12. The liquid crystal antenna according to any one of claims 1-11, wherein a conductive pattern layer is provided on the first substrate, and the conductive pattern layer on the first substrate is a phase shift layer;

the grounding layer comprises a first opening and a second opening, and vertical projections of the first opening and the second opening on the first substrate are overlapped with the phase shifting layer;

the feeding pattern block is electrically connected with the antenna joint, and the vertical projection of the feeding pattern block on the first substrate is overlapped with the first opening; the radiation pattern block is used for radiating or receiving antenna signals, and the vertical projection of the radiation pattern block on the first substrate is overlapped with the second opening.

13. The liquid crystal antenna of claim 12, further comprising: a first layer of dielectric material between the second substrate and the third substrate; a perpendicular projection of the first dielectric material layer on the third substrate overlaps the feeding pattern block, and a perpendicular projection of the first dielectric material layer on the third substrate does not overlap the radiation pattern block.

14. The liquid crystal antenna of claim 13, wherein the material of the first dielectric material layer comprises: at least one of ceramic and lead zirconate titanate.

15. The liquid crystal antenna of claim 13, wherein the second substrate is provided with a first groove at a position corresponding to the feeding pattern block; or, the third substrate is provided with a first groove at a position corresponding to the feeding pattern block;

the first dielectric material layer is embedded in the first groove, the dielectric constant of the first dielectric material layer is larger than that of the second substrate, and the dielectric constant of the first dielectric material layer is larger than that of the third substrate.

16. The liquid crystal antenna of claim 12, further comprising: a first layer of dielectric material and a second layer of dielectric material; the dielectric constant of the first dielectric material layer is greater than the dielectric constant of the second dielectric material layer;

wherein the first dielectric material layer is positioned between the second substrate and the third substrate, and the vertical projection of the first dielectric material layer on the third substrate overlaps the feeding pattern block;

the second dielectric material layer is positioned between the second substrate and the third substrate, and a vertical projection of the second dielectric material layer on the third substrate overlaps the radiation pattern block.
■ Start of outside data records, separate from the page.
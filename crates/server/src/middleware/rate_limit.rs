//! Rate limiting middleware using governor and `tower_governor`.
//!
//! - `api_rate_limiter`: general API traffic (~100/min per client)
//! - `checkout_rate_limiter`: checkout session creation (~10/min per client)

use std::net::{IpAddr, SocketAddr};
use std::sync::Arc;

use axum::extract::ConnectInfo;
use axum::http::Request;
use governor::clock::QuantaInstant;
use governor::middleware::NoOpMiddleware;
use tower_governor::{GovernorError, GovernorLayer, governor::GovernorConfigBuilder};

/// Proxy headers carrying the client address, most trusted first.
const CLIENT_IP_HEADERS: &[&str] = &["cf-connecting-ip", "x-real-ip", "fly-client-ip"];

/// Key extractor that reads the client IP from proxy headers.
///
/// Single-address headers are checked first, then the first hop of
/// `X-Forwarded-For`, then the peer address of the connection.
#[derive(Clone, Copy)]
pub struct ClientIpKeyExtractor;

impl tower_governor::key_extractor::KeyExtractor for ClientIpKeyExtractor {
    type Key = IpAddr;

    fn extract<T>(&self, req: &Request<T>) -> Result<Self::Key, GovernorError> {
        let headers = req.headers();
        let parse = |value: &str| value.trim().parse::<IpAddr>().ok();

        CLIENT_IP_HEADERS
            .iter()
            .filter_map(|name| headers.get(*name)?.to_str().ok())
            .find_map(parse)
            .or_else(|| {
                headers
                    .get("x-forwarded-for")?
                    .to_str()
                    .ok()?
                    .split(',')
                    .next()
                    .and_then(parse)
            })
            .or_else(|| {
                req.extensions()
                    .get::<ConnectInfo<SocketAddr>>()
                    .map(|ConnectInfo(addr)| addr.ip())
            })
            .ok_or(GovernorError::UnableToExtractKey)
    }
}

/// Rate limiter layer type for Axum.
pub type RateLimiterLayer =
    GovernorLayer<ClientIpKeyExtractor, NoOpMiddleware<QuantaInstant>, axum::body::Body>;

/// Create rate limiter for the API: 1 token per second, burst of 100.
///
/// # Panics
///
/// This function will not panic. `per_second(1)` and `burst_size(100)` are
/// valid positive values, which `GovernorConfigBuilder` always accepts.
#[must_use]
pub fn api_rate_limiter() -> RateLimiterLayer {
    let config = GovernorConfigBuilder::default()
        .key_extractor(ClientIpKeyExtractor)
        .per_second(1)
        .burst_size(100)
        .finish()
        .expect("rate limiter config with per_second(1) and burst_size(100) is valid");
    GovernorLayer::new(Arc::new(config))
}

/// Create rate limiter for checkout: 1 token every 6 seconds, burst of 5.
///
/// # Panics
///
/// This function will not panic. `per_second(6)` and `burst_size(5)` are
/// valid positive values, which `GovernorConfigBuilder` always accepts.
#[must_use]
pub fn checkout_rate_limiter() -> RateLimiterLayer {
    let config = GovernorConfigBuilder::default()
        .key_extractor(ClientIpKeyExtractor)
        .per_second(6)
        .burst_size(5)
        .finish()
        .expect("rate limiter config with per_second(6) and burst_size(5) is valid");
    GovernorLayer::new(Arc::new(config))
}

#[cfg(test)]
#[allow(clippy::unwrap_used)]
mod tests {
    use tower_governor::key_extractor::KeyExtractor;

    use super::*;

    fn request(headers: &[(&str, &str)]) -> Request<()> {
        let mut builder = Request::builder().uri("/");
        for (name, value) in headers {
            builder = builder.header(*name, *value);
        }
        builder.body(()).unwrap()
    }

    #[test]
    fn test_prefers_cloudflare_header() {
        let req = request(&[
            ("x-forwarded-for", "10.0.0.1, 10.0.0.2"),
            ("cf-connecting-ip", "203.0.113.7"),
        ]);
        assert_eq!(
            ClientIpKeyExtractor.extract(&req).unwrap(),
            "203.0.113.7".parse::<IpAddr>().unwrap()
        );
    }

    #[test]
    fn test_falls_back_to_forwarded_for() {
        let req = request(&[("x-forwarded-for", " 198.51.100.4 , 10.0.0.2")]);
        assert_eq!(
            ClientIpKeyExtractor.extract(&req).unwrap(),
            "198.51.100.4".parse::<IpAddr>().unwrap()
        );
    }

    #[test]
    fn test_falls_back_to_peer_address() {
        let mut req = request(&[]);
        req.extensions_mut()
            .insert(ConnectInfo("192.0.2.10:51000".parse::<SocketAddr>().unwrap()));
        assert_eq!(
            ClientIpKeyExtractor.extract(&req).unwrap(),
            "192.0.2.10".parse::<IpAddr>().unwrap()
        );
    }

    #[test]
    fn test_no_address_is_an_error() {
        assert!(ClientIpKeyExtractor.extract(&request(&[])).is_err());
    }
}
17. The liquid crystal antenna of claim 12, wherein the third substrate is a glass substrate, a high frequency substrate, a ceramic substrate, a polyimide substrate, or a liquid crystal polymer substrate.

18. The liquid crystal antenna of any one of claims 1-11, wherein the thickness of the second substrate ranges from 50um to 1.5mm; and the thickness of the third substrate ranges from 50um to 1.5mm.

19. A method for manufacturing a liquid crystal antenna, comprising:

providing a first substrate, a second substrate and a third substrate; wherein, the second substrate and the third substrate are provided with single-sided conductive pattern layers; the conductive pattern layer on the second substrate is a ground layer, and the conductive pattern layer on the third substrate comprises a feed pattern block and a radiation pattern block;

forming the first substrate and the second substrate into a box to form a first box-shaped structure; a first interval is formed between the first substrate and the second substrate, and a liquid crystal layer is filled in the first interval;

forming the second substrate and the third substrate into a box to form a second box-shaped structure; wherein a second space exists between the second substrate and the third substrate to separate the conductive pattern layer on the second substrate from the conductive pattern layer on the third substrate.

20. The method of manufacturing a liquid crystal antenna according to claim 19, further comprising, before the second substrate and the third substrate are packaged:

a support structure is formed on the second substrate or the third substrate such that the support structure is located within the second space.